Militari italiani allo stadio
Il generale Gloria comandante del IV Corpo d’Armata con sede a Bolzano, con una circolare ribadisce «i buoni rapporti e amicizia con i germanici e che ogni controversia con l’alleato tedesco va risolta sul piano amichevole e senza creare motivi di attrito». Così l’esercito tedesco, non fatica a catturare quasi per intero l’esercito italiano di stanza in Alto Adige. I militari italiani sono ammassati nello stadio Druso per poi partire con i treni alla volta della Germania. I fuggiaschi, sono trucidati o catturati dalle SS con l’aiuto dei cittadini sudtirolesi muniti di armi e del bracciale della Sod.

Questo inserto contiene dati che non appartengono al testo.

//! End-to-end tests for building an index from a documents directory.

use std::fs;
use std::path::Path;
use std::sync::Arc;

use lecture_rag::{
    DocumentLoader, HashingEmbeddingProvider, IndexBuilder, PageExtractor, RagConfig, RagError,
    Result, VectorIndex,
};

/// Reads a file as UTF-8 with pages separated by form feeds.
struct PlainTextPages;

impl PageExtractor for PlainTextPages {
    fn extract_pages(&self, path: &Path) -> Result<Vec<String>> {
        let file = path.file_name().unwrap().to_string_lossy().into_owned();
        let text = fs::read_to_string(path)
            .map_err(|e| RagError::IngestError { file: file.clone(), message: e.to_string() })?;
        if text.starts_with("%CORRUPT") {
            return Err(RagError::IngestError { file, message: "broken xref table".into() });
        }
        Ok(text.split('\u{c}').map(str::to_string).collect())
    }
}

fn builder(config: RagConfig) -> IndexBuilder {
    IndexBuilder::builder()
        .config(config)
        .loader(DocumentLoader::new(Arc::new(PlainTextPages)))
        .embedder(Arc::new(HashingEmbeddingProvider::new(384)))
        .batch_size(3)
        .build()
        .unwrap()
}

#[tokio::test]
async fn empty_directory_writes_nothing() {
    let temp = tempfile::tempdir().unwrap();
    let raw = temp.path().join("raw");
    fs::create_dir(&raw).unwrap();
    let out = temp.path().join("models/vector_index");

    let err = builder(RagConfig::default()).build_vector_store(&raw, &out).await.unwrap_err();
    assert!(matches!(err, RagError::EmptyCorpus(_)));
    assert!(err.hint().is_some());
    assert!(!out.exists());
    assert!(!temp.path().join("models").exists());
}

#[tokio::test]
async fn missing_directory_is_an_empty_corpus() {
    let temp = tempfile::tempdir().unwrap();
    let out = temp.path().join("out");
    let err = builder(RagConfig::default())
        .build_vector_store(&temp.path().join("absent"), &out)
        .await
        .unwrap_err();
    assert!(matches!(err, RagError::EmptyCorpus(_)));
    assert!(!out.exists());
}

#[tokio::test]
async fn boilerplate_only_pages_are_an_empty_corpus() {
    let temp = tempfile::tempdir().unwrap();
    fs::write(temp.path().join("Scan.pdf"), "PAGE 1\u{c}  2024-25  \u{c}\n\n").unwrap();
    let out = temp.path().join("out");

    let err = builder(RagConfig::default()).build_vector_store(temp.path(), &out).await.unwrap_err();
    assert!(matches!(err, RagError::EmptyCorpus(_)));
    assert!(!out.exists());
}

#[tokio::test]
async fn only_unreadable_files_is_an_empty_corpus() {
    let temp = tempfile::tempdir().unwrap();
    fs::write(temp.path().join("Broken.pdf"), "%CORRUPT").unwrap();
    let out = temp.path().join("out");

    let err = builder(RagConfig::default()).build_vector_store(temp.path(), &out).await.unwrap_err();
    assert!(matches!(err, RagError::EmptyCorpus(_)));
}

#[tokio::test]
async fn builds_and_reports_a_course_corpus() {
    let temp = tempfile::tempdir().unwrap();
    let raw = temp.path().join("raw");
    fs::create_dir(&raw).unwrap();
    fs::write(
        raw.join("Lecture01.pdf"),
        "Introduction to NLP\nPage 1 of 2\u{c}A transformer uses self-attention.\nPage 2 of 2",
    )
    .unwrap();
    fs::write(raw.join("Lecture02.pdf"), "Tokenization splits text into tokens. 2024-25").unwrap();
    fs::write(raw.join("Broken.pdf"), "%CORRUPT").unwrap();
    fs::write(raw.join("notes.txt"), "not a slide deck").unwrap();
    let out = temp.path().join("models/vector_index");

    let report = builder(RagConfig::default()).build_vector_store(&raw, &out).await.unwrap();
    assert_eq!(report.documents, 2);
    assert_eq!(report.pages, 3);
    assert_eq!(report.chunks, 3);
    assert_eq!(report.skipped.len(), 1);
    assert_eq!(report.skipped[0].file, "Broken.pdf");
    assert_eq!(report.dimensions, 384);
    assert_eq!(report.model_id, "hashing-bow-fnv1a-384");
    assert_eq!(report.output_dir, out);

    let index = VectorIndex::load(&out).unwrap();
    assert_eq!(index.len(), 3);
    let texts: Vec<_> = index.chunks().iter().map(|c| c.text.as_str()).collect();
    assert_eq!(
        texts,
        ["Introduction to NLP", "A transformer uses self-attention.", "Tokenization splits text into tokens."]
    );
    assert_eq!(index.chunks()[1].page, 2);
    assert_eq!(index.chunks()[1].source, "Lecture01.pdf");
}

#[tokio::test]
async fn small_chunks_overlap_across_batches() {
    let temp = tempfile::tempdir().unwrap();
    let words: Vec<String> = (0..60).map(|i| format!("word{i}")).collect();
    fs::write(temp.path().join("Long.pdf"), words.join(" ")).unwrap();
    let config = RagConfig::builder().chunk_size(40).chunk_overlap(10).build().unwrap();
    let out = temp.path().join("out");

    let report = builder(config).build_vector_store(temp.path(), &out).await.unwrap();
    assert!(report.chunks > 3, "expected several embedding batches");

    let index = VectorIndex::load(&out).unwrap();
    assert!(index.chunks().iter().all(|c| c.text.chars().count() <= 40));
    assert_eq!(index.len(), report.chunks);
}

L’attacco dei panzer a Trento
Anche a Trento il caos è totale. I comandanti delle caserme, con un impeto di orgoglio, decidono di non arrendersi. L’attacco germanico con i panzer scatta alle 2.30 (9 settembre) di notte. Alcune caserme cadono quasi subito. Altre come ricorda il tenente Antonino Radice (poi preside del Liceo Prati di Trento) resistono e «con le poche armi a disposizione al fuoco rispondono con il coraggio della disperazione». Si tratta del 62° Reggimento della caserma Battisti di Corso degli Alpini; del 46° delle caserme Chiarle; del IV Autocentro del Mas Desert. «A nulla valevano le intimidazioni di resa. Al fuoco si risponde col fuoco. Scorre il primo sangue della Resistenza italiana». Alla caserma Battisti lo scontro si protrae fino alle prime luci dell’alba. Il maggiore Alboino de Julis cade dopo aver scaricato contro i germanici gli ultimi colpi della sua pistola (Medaglia d’oro al valor militare). Colpito a morte anche il giovane valoroso trentino di Vigolo Vattaro Mario Bailoni (Medaglia d’argento) e tanti altri fra cui i trentini Rodolfo Cappelletti di Terlago, Augusto Moser di Levico. I militari morti saranno 49. Centinaia i feriti. All’ospedale S. Chiara il dottor Mario Pasi, con la sua rete di medici, suore e infermieri, riuscirà a mettere in salvo dalla Gestapo molti di loro fra cui lo stesso Radice.
Trento devastata
Trento è una città devastata. In piazza delle Erbe sulla scalinata delle Poste, come monito, i tedeschi hanno lasciato i corpi straziati dei carabinieri Coclite Orazio e Domenico Capannini. «Dopo quella notte da incubo – scriverà Radice – ai trentini si offre uno spettacolo tristissimo. Quella lunga colonna di nostri soldati laceri e avviliti sfilare verso il campo di raccolta di Gardolo e la prigionia». Fra i trentini scatta una spontanea azione di solidarietà per dar rifugio agli scampati e rifornirli di abiti civili. Lo stesso Pasi, poi mitico capo dei partigiani finito impiccato dai nazisti con altri 9 compagni al Bosco delle Castagne di Belluno, rimarrà con un solo paio di pantaloni e una giacca.
Il Cln di Trento (9 settembre)
Il 9 settembre si costituisce il Cln di Trento: Giannantonio Manci (PdA) – Guido de Unterrichter (Dc) -Beppino Disertori (Pri) – Giuseppe Ottolini (Pci) – Egidio Bacci e Guido Pincheri (Psi). La Resistenza in Trentino è iniziata.